10. SA • The acceptance probability of a non-improving solution is • P(dE,t) > R • Where R is a uniform random number between 0 and 1 • Sometimes R can be fixed at 0.5 • At a given temperature many trials can be explored • As the temperature cools the acceptance probability of a non-improving solution decreases. • In solving optimization problems let kt = T • In summary, other than the standard design parameters such as neighborhood and initial solution, the two main design parameters are • Cooling schedule • Acceptance probability of non-improving solutions which depends on the initial temperature

11. SA – acceptance probability of non-improving solutions • At high temperature, the acceptance probability is high • When T = ∞ all moves are accepted • When T ~ 0 no non-improving moves are accepted • Note the above decrease in accepting non-improving moves is exponential. • Setting initial temperature • Set very high – accept all moves- high computation cost • Using standard deviation s of the difference between objective function values obtained from preliminary experimentation. • T= cs • c= -3/ln(p) • p= acceptance probability

12. SA – Cooling schedules • Linear • Ti= T0 – ibwhere i is the iteration number and b is a constant • Geometric • Ti= aTi-1 where a is a constant • Logarithmic • Ti= T0/ln(i) • The cooling rate is very slow but can help to reach global optimum.
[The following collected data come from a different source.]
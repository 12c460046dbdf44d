//! Domain identifiers (strongly-typed IDs).
//!
//! ULID ベースの ID を Phantom type で型付けしています。
//! `TaskId` と `UserId` は同じ表現ですが、コンパイル時に混同できません。
//!
//! 文字列表現は `task-<ULID>` / `user-<ULID>` です。パース時はプレフィックス付き・
//! ULID 単体のどちらも受け付けます。

use serde::{Deserialize, Deserializer, Serialize, Serializer};
use std::fmt;
use std::marker::PhantomData;
use std::str::FromStr;
use ulid::Ulid;

use super::errors::TaskdError;

/// IdMarker は各 ID 型のマーカー trait
pub trait IdMarker: Send + Sync + 'static {
    /// Display で使うプレフィックス（例: "task-"）
    fn prefix() -> &'static str;
}

/// ジェネリック ID 型
///
/// `T` は PhantomData なので実行時のサイズは ULID と同じ 16 bytes です。
#[repr(transparent)]
pub struct Id<T: IdMarker> {
    ulid: Ulid,
    _marker: PhantomData<T>,
}

impl<T: IdMarker> Id<T> {
    /// ULID から Id を作成
    pub fn from_ulid(ulid: Ulid) -> Self {
        Self {
            ulid,
            _marker: PhantomData,
        }
    }

    /// 内部の ULID を取得
    pub fn as_ulid(&self) -> Ulid {
        self.ulid
    }
}

// derive は `T: Clone` などを要求してしまうので手書きする
impl<T: IdMarker> Clone for Id<T> {
    fn clone(&self) -> Self {
        *self
    }
}

impl<T: IdMarker> Copy for Id<T> {}

impl<T: IdMarker> PartialEq for Id<T> {
    fn eq(&self, other: &Self) -> bool {
        self.ulid == other.ulid
    }
}

impl<T: IdMarker> Eq for Id<T> {}

impl<T: IdMarker> std::hash::Hash for Id<T> {
    fn hash<H: std::hash::Hasher>(&self, state: &mut H) {
        self.ulid.hash(state);
    }
}

impl<T: IdMarker> PartialOrd for Id<T> {
    fn partial_cmp(&self, other: &Self) -> Option<std::cmp::Ordering> {
        Some(self.cmp(other))
    }
}

impl<T: IdMarker> Ord for Id<T> {
    fn cmp(&self, other: &Self) -> std::cmp::Ordering {
        self.ulid.cmp(&other.ulid)
    }
}

impl<T: IdMarker> From<Ulid> for Id<T> {
    fn from(ulid: Ulid) -> Self {
        Self::from_ulid(ulid)
    }
}

impl<T: IdMarker> fmt::Display for Id<T> {
    fn fmt(&self, f: &mut fmt::Formatter<'_>) -> fmt::Result {
        write!(f, "{}{}", T::prefix(), self.ulid)
    }
}

impl<T: IdMarker> fmt::Debug for Id<T> {
    fn fmt(&self, f: &mut fmt::Formatter<'_>) -> fmt::Result {
        fmt::Display::fmt(self, f)
    }
}

impl<T: IdMarker> FromStr for Id<T> {
    type Err = TaskdError;

    fn from_str(s: &str) -> Result<Self, Self::Err> {
        let raw = s.strip_prefix(T::prefix()).unwrap_or(s);
        Ulid::from_string(raw)
            .map(Self::from_ulid)
            .map_err(|_| TaskdError::Invalid(format!("malformed identifier: {s}")))
    }
}

impl<T: IdMarker> Serialize for Id<T> {
    fn serialize<S: Serializer>(&self, serializer: S) -> Result<S::Ok, S::Error> {
        serializer.collect_str(self)
    }
}

impl<'de, T: IdMarker> Deserialize<'de> for Id<T> {
    fn deserialize<D: Deserializer<'de>>(deserializer: D) -> Result<Self, D::Error> {
        let s = String::deserialize(deserializer)?;
        s.parse().map_err(serde::de::Error::custom)
    }
}

// ========================================
// マーカー型の定義
// ========================================

/// Task のマーカー型
pub enum Task {}

impl IdMarker for Task {
    fn prefix() -> &'static str {
        "task-"
    }
}

/// User (task owner) のマーカー型
pub enum User {}

impl IdMarker for User {
    fn prefix() -> &'static str {
        "user-"
    }
}

/// Identifier of a task record, assigned by the store.
pub type TaskId = Id<Task>;

/// Identifier of a user (the owner of task records).
pub type UserId = Id<User>;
Computationally intensive • Nonmonotonic • Temp is increased again during the search to encourage diversification. • Adaptive • Dynamic cooling schedule. Adjust based on characteristics of the search landscape • A large number of iterations at low temp and a small number of iterations at high temp

13. SA – stopping criteria • Reaching the final temperature • Achieving a pre-determined number of iterations • Keeping a counter on the number of times a certain percentage of neighbors at each temperature is accepted.